START Working data
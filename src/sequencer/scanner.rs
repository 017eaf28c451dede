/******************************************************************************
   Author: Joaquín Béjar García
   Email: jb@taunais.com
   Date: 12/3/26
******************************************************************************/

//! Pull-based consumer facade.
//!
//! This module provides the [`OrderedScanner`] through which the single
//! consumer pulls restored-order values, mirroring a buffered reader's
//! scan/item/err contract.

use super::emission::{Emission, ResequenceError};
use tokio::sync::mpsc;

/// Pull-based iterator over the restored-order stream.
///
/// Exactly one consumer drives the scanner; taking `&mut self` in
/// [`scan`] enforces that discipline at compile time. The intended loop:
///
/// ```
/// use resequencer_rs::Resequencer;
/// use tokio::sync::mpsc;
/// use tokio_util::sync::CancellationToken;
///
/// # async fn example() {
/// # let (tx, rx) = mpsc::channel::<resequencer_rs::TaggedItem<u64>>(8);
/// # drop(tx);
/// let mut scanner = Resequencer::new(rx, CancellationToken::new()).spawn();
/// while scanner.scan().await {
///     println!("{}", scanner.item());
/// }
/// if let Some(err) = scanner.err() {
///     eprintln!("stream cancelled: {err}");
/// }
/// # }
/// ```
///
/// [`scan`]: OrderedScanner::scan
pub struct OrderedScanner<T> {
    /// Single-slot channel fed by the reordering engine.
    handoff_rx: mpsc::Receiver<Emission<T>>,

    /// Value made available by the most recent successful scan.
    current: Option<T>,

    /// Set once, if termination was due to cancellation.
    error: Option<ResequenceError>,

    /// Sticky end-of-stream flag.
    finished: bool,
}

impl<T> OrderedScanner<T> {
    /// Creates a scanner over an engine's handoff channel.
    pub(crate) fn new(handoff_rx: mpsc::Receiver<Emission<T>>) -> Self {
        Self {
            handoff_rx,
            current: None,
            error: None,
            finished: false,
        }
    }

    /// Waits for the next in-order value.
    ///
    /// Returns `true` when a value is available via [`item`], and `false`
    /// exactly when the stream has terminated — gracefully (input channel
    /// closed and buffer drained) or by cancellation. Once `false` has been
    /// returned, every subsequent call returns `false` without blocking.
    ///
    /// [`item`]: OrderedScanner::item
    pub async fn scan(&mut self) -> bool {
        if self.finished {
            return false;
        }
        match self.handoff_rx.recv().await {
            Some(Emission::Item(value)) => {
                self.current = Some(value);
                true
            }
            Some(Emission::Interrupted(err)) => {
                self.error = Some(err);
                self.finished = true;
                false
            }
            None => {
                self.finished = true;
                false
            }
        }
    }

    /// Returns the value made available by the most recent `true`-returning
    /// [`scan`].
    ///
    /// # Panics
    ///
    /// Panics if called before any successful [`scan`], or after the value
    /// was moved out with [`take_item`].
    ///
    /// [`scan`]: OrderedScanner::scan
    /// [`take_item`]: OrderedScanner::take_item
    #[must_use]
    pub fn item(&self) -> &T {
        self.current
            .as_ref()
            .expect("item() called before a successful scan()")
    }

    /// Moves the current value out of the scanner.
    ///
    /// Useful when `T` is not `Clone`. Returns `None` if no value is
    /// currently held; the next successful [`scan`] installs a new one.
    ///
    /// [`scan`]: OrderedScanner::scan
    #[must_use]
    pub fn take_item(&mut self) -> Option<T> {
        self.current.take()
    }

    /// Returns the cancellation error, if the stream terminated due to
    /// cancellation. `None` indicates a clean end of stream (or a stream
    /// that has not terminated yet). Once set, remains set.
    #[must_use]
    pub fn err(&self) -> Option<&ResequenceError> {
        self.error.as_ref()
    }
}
END Working data
Set down each entry exactly as it appears above.

Answer to this task
filename src/sequencer/scanner.rs
repository 017eaf28c451dede
/******************************************************************************
   Author: Joaquín Béjar García
   Email: jb@taunais.com
   Date: 12/3/26
******************************************************************************/

//! Pull-based consumer facade.
//!
//! This module provides the [`OrderedScanner`] through which the single
//! consumer pulls restored-order values, mirroring a buffered reader's
//! scan/item/err contract.

use super::emission::{Emission, ResequenceError};
use tokio::sync::mpsc;

/// Pull-based iterator over the restored-order stream.
///
/// Exactly one consumer drives the scanner; taking `&mut self` in
/// [`scan`] enforces that discipline at compile time. The intended loop:
///
/// ```
/// use resequencer_rs::Resequencer;
/// use tokio::sync::mpsc;
/// use tokio_util::sync::CancellationToken;
///
/// # async fn example() {
/// # let (tx, rx) = mpsc::channel::<resequencer_rs::TaggedItem<u64>>(8);
/// # drop(tx);
/// let mut scanner = Resequencer::new(rx, CancellationToken::new()).spawn();
/// while scanner.scan().await {
///     println!("{}", scanner.item());
/// }
/// if let Some(err) = scanner.err() {
///     eprintln!("stream cancelled: {err}");
/// }
/// # }
/// ```
///
/// [`scan`]: OrderedScanner::scan
pub struct OrderedScanner<T> {
    /// Single-slot channel fed by the reordering engine.
    handoff_rx: mpsc::Receiver<Emission<T>>,

    /// Value made available by the most recent successful scan.
    current: Option<T>,

    /// Set once, if termination was due to cancellation.
    error: Option<ResequenceError>,

    /// Sticky end-of-stream flag.
    finished: bool,
}

impl<T> OrderedScanner<T> {
    /// Creates a scanner over an engine's handoff channel.
    pub(crate) fn new(handoff_rx: mpsc::Receiver<Emission<T>>) -> Self {
        Self {
            handoff_rx,
            current: None,
            error: None,
            finished: false,
        }
    }

    /// Waits for the next in-order value.
    ///
    /// Returns `true` when a value is available via [`item`], and `false`
    /// exactly when the stream has terminated — gracefully (input channel
    /// closed and buffer drained) or by cancellation. Once `false` has been
    /// returned, every subsequent call returns `false` without blocking.
    ///
    /// [`item`]: OrderedScanner::item
    pub async fn scan(&mut self) -> bool {
        if self.finished {
            return false;
        }
        match self.handoff_rx.recv().await {
            Some(Emission::Item(value)) => {
                self.current = Some(value);
                true
            }
            Some(Emission::Interrupted(err)) => {
                self.error = Some(err);
                self.finished = true;
                false
            }
            None => {
                self.finished = true;
                false
            }
        }
    }

    /// Returns the value made available by the most recent `true`-returning
    /// [`scan`].
    ///
    /// # Panics
    ///
    /// Panics if called before any successful [`scan`], or after the value
    /// was moved out with [`take_item`].
    ///
    /// [`scan`]: OrderedScanner::scan
    /// [`take_item`]: OrderedScanner::take_item
    #[must_use]
    pub fn item(&self) -> &T {
        self.current
            .as_ref()
            .expect("item() called before a successful scan()")
    }

    /// Moves the current value out of the scanner.
    ///
    /// Useful when `T` is not `Clone`. Returns `None` if no value is
    /// currently held; the next successful [`scan`] installs a new one.
    ///
    /// [`scan`]: OrderedScanner::scan
    #[must_use]
    pub fn take_item(&mut self) -> Option<T> {
        self.current.take()
    }

    /// Returns the cancellation error, if the stream terminated due to
    /// cancellation. `None` indicates a clean end of stream (or a stream
    /// that has not terminated yet). Once set, remains set.
    #[must_use]
    pub fn err(&self) -> Option<&ResequenceError> {
        self.error.as_ref()
    }
}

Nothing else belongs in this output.